EXCERPTED DATA =

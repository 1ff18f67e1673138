//! Binding model to Eden `[Controls]` entries
//!
//! Eden describes every input as an SDL engine string:
//!
//! ```text
//! "engine:sdl,guid:<guid>,port:<n>,pad:<n>,button:<n>"
//! "engine:sdl,guid:<guid>,port:<n>,pad:<n>,axis:<n>,threshold:0.500000,direction:+"
//! ```
//!
//! Keys are `player_<i>_<field>` with `i` the 0-based Eden player index, each
//! preceded by its `\default=false` companion the way Eden writes them.

use std::collections::BTreeMap;

use meridian_input::{
    BindingModel, ControllerType, HatDirection, PlayerSnapshot, RawBinding, is_unbound_value,
};
use tracing::debug;

use crate::controls::ControlSet;

/// Highest 0-based Eden player index.
pub const MAX_PLAYER_INDEX: u8 = 9;

const BIND_TO_EDEN_KEY: &[(&str, &str)] = &[
    ("a", "button_a"),
    ("b", "button_b"),
    ("x", "button_x"),
    ("y", "button_y"),
    ("cross", "button_a"),
    ("circle", "button_b"),
    ("square", "button_x"),
    ("triangle", "button_y"),
    ("l", "button_l"),
    ("r", "button_r"),
    ("zl", "button_zl"),
    ("zr", "button_zr"),
    ("lb", "button_l"),
    ("rb", "button_r"),
    ("lt", "button_zl"),
    ("rt", "button_zr"),
    ("l1", "button_l"),
    ("r1", "button_r"),
    ("l2", "button_zl"),
    ("r2", "button_zr"),
    ("plus", "button_plus"),
    ("minus", "button_minus"),
    ("home", "button_home"),
    ("capture", "button_screenshot"),
    ("start", "button_plus"),
    ("back", "button_minus"),
    ("guide", "button_home"),
    ("options", "button_plus"),
    ("share", "button_minus"),
    ("create", "button_minus"),
    ("ps", "button_home"),
    ("dp_up", "button_dup"),
    ("dp_down", "button_ddown"),
    ("dp_left", "button_dleft"),
    ("dp_right", "button_dright"),
    ("ls_press", "button_lstick"),
    ("ls_click", "button_lstick"),
    ("l3", "button_lstick"),
    ("rs_press", "button_rstick"),
    ("rs_click", "button_rstick"),
    ("r3", "button_rstick"),
];

/// Bindings folded into the compound stick entries.
const STICK_DIRECTIONS: [&str; 8] = [
    "ls_up", "ls_down", "ls_left", "ls_right", "rs_up", "rs_down", "rs_left", "rs_right",
];

/// Compound stick entries: key, X binding, Y binding, default axes.
const STICKS: [(&str, &str, &str, (u32, u32)); 2] = [
    ("lstick", "ls_left", "ls_up", (0, 1)),
    ("rstick", "rs_left", "rs_up", (2, 3)),
];

const EDEN_TYPES: &[(ControllerType, u8)] = &[
    (ControllerType::ProController, 0),
    (ControllerType::DualJoycons, 1),
    (ControllerType::LeftJoycon, 2),
    (ControllerType::RightJoycon, 3),
    (ControllerType::Handheld, 4),
    (ControllerType::GameCubeController, 5),
];

/// SDL button numbers Eden uses for hat directions.
fn hat_button(direction: HatDirection) -> u32 {
    match direction {
        HatDirection::Up => 11,
        HatDirection::Down => 12,
        HatDirection::Left => 13,
        HatDirection::Right => 14,
    }
}

/// Eden's `type` value; unknown or absent types are the Pro Controller.
pub fn eden_type(controller_type: Option<ControllerType>) -> u8 {
    controller_type
        .and_then(|ty| EDEN_TYPES.iter().find(|(from, _)| *from == ty))
        .map_or(0, |(_, value)| *value)
}

/// Eden key suffix for a logical binding name.
pub fn eden_key(binding: &str) -> Option<&'static str> {
    BIND_TO_EDEN_KEY
        .iter()
        .find(|(name, _)| *name == binding)
        .map(|(_, key)| *key)
}

/// 0-based Eden index for 1-based `player`.
pub fn eden_index(player: u8) -> Option<u8> {
    player.checked_sub(1).filter(|i| *i <= MAX_PLAYER_INDEX)
}

fn is_stick_direction(name: &str) -> bool {
    STICK_DIRECTIONS.contains(&name)
}

/// Device part shared by every engine string of one player.
#[derive(Debug, Clone)]
struct SdlDevice {
    guid: String,
    port: u32,
}

impl SdlDevice {
    fn for_model(model: &BindingModel, index: u8) -> Self {
        Self {
            guid: model.guid().unwrap_or("0").to_string(),
            port: model.device_index.unwrap_or_else(|| u32::from(index)),
        }
    }

    fn engine(&self, tail: &str) -> String {
        format!(
            "\"engine:sdl,guid:{},port:{},pad:{},{tail}\"",
            self.guid, self.port, self.port
        )
    }

    fn binding(&self, binding: RawBinding) -> String {
        match binding {
            RawBinding::Button(button) => self.engine(&format!("button:{button}")),
            RawBinding::Axis { index, direction } => self.engine(&format!(
                "axis:{index},threshold:0.500000,direction:{}",
                direction.symbol()
            )),
            RawBinding::Hat { direction, .. } => {
                self.engine(&format!("button:{}", hat_button(direction)))
            }
        }
    }

    fn stick(&self, axis_x: u32, axis_y: u32) -> String {
        self.engine(&format!(
            "axis_x:{axis_x},axis_y:{axis_y},deadzone:0.150000,range:1.000000,threshold:0.500000"
        ))
    }
}

fn axis_index(bindings: &BTreeMap<String, String>, name: &str) -> Option<u32> {
    let value = bindings
        .iter()
        .find(|(k, _)| k.trim().eq_ignore_ascii_case(name))
        .map(|(_, v)| v)?;
    match RawBinding::parse(value)? {
        RawBinding::Axis { index, .. } => Some(index),
        _ => None,
    }
}

/// Convert one player into `[Controls]` entries for Eden player `index`.
///
/// Returns `None` when the player is disconnected or has no bindings.
pub fn convert_player(model: &BindingModel, index: u8) -> Option<ControlSet> {
    if !model.is_active() {
        return None;
    }

    let device = SdlDevice::for_model(model, index);
    let prefix = format!("player_{index}");
    let key = |field: &str| format!("{prefix}_{field}");
    let mut set = ControlSet::new();

    set.insert_with_default(&key("type"), eden_type(model.controller_type).to_string());
    set.insert_with_default(&key("connected"), "true");
    set.insert_with_default(&key("vibration_enabled"), "true");

    for (name, value) in &model.bindings {
        let name = name.trim().to_lowercase();
        if name == "motion" || is_stick_direction(&name) {
            continue;
        }
        let Some(field) = eden_key(&name) else {
            debug!(player = index, binding = %name, "No Eden key for binding");
            continue;
        };
        if is_unbound_value(value) {
            continue;
        }
        let Some(binding) = RawBinding::parse(value) else {
            debug!(player = index, binding = %name, value = %value, "Unsupported binding value for Eden");
            continue;
        };
        set.insert_with_default(&key(field), device.binding(binding));
    }

    for (stick, x_name, y_name, (default_x, default_y)) in STICKS {
        let (axis_x, axis_y) = axis_index(&model.bindings, x_name)
            .zip(axis_index(&model.bindings, y_name))
            .unwrap_or((default_x, default_y));
        set.insert_with_default(&key(stick), device.stick(axis_x, axis_y));
    }

    if model.motion_enabled() {
        set.insert_with_default(&key("motionleft"), device.engine("motion:0"));
        set.insert_with_default(&key("motionright"), device.engine("motion:1"));
    }

    Some(set)
}

/// Convert every player of `snapshot`, keyed by Eden index. Players outside
/// 1..=10 and players that produce nothing are left out.
pub fn convert_players(snapshot: &PlayerSnapshot) -> BTreeMap<u8, ControlSet> {
    snapshot
        .iter()
        .filter_map(|(player, model)| {
            let index = eden_index(player)?;
            convert_player(model, index).map(|set| (index, set))
        })
        .collect()
}

#[cfg(test)]
mod tests {
    use super::*;
    use meridian_input::InputApi;
    use tracing_test::traced_test;

    #[test]
    fn test_stick_directions_are_not_buttons() {
        for name in ["ls_up", "ls_down", "ls_left", "ls_right", "rs_up", "rs_right"] {
            assert!(is_stick_direction(name), "{name}");
        }
        for name in ["ls_click", "rs_press", "l3", "a"] {
            assert!(!is_stick_direction(name), "{name}");
        }
    }

    #[test]
    fn test_types_and_indices() {
        assert_eq!(eden_type(None), 0);
        assert_eq!(eden_type(Some(ControllerType::Handheld)), 4);
        assert_eq!(eden_type(Some(ControllerType::GameCubeController)), 5);
        assert_eq!(eden_type(Some(ControllerType::Wiimote)), 0);
        assert_eq!(eden_index(0), None);
        assert_eq!(eden_index(1), Some(0));
        assert_eq!(eden_index(10), Some(9));
        assert_eq!(eden_index(11), None);
    }

    #[test]
    #[traced_test]
    fn test_placeholder_values_are_skipped_quietly() {
        let model = BindingModel::connected(InputApi::Sdl)
            .with_binding("a", "None")
            .with_binding("b", " ")
            .with_binding("x", "Button 2")
            .with_binding("y", "Key 5");
        let set = convert_player(&model, 0);

        assert!(set.as_ref().is_some_and(|s| s.get("player_0_button_a").is_none()));
        assert!(set.as_ref().is_some_and(|s| s.get("player_0_button_b").is_none()));
        assert!(set.as_ref().is_some_and(|s| s.get("player_0_button_x").is_some()));
        assert!(logs_contain("value=Key 5"));
        assert!(!logs_contain("value=None"));
    }

    #[test]
    fn test_inactive_players_produce_nothing() {
        assert!(convert_player(&BindingModel::connected(InputApi::Sdl), 0).is_none());
        let disconnected = BindingModel {
            connected: false,
            ..BindingModel::connected(InputApi::Sdl).with_binding("a", "Button 0")
        };
        assert!(convert_player(&disconnected, 0).is_none());
    }
}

PROBLEM STATEMENT = If a line of the listing contains the word "prefix", count it; then give the total and nothing else.

YOUR SOLUTION = 2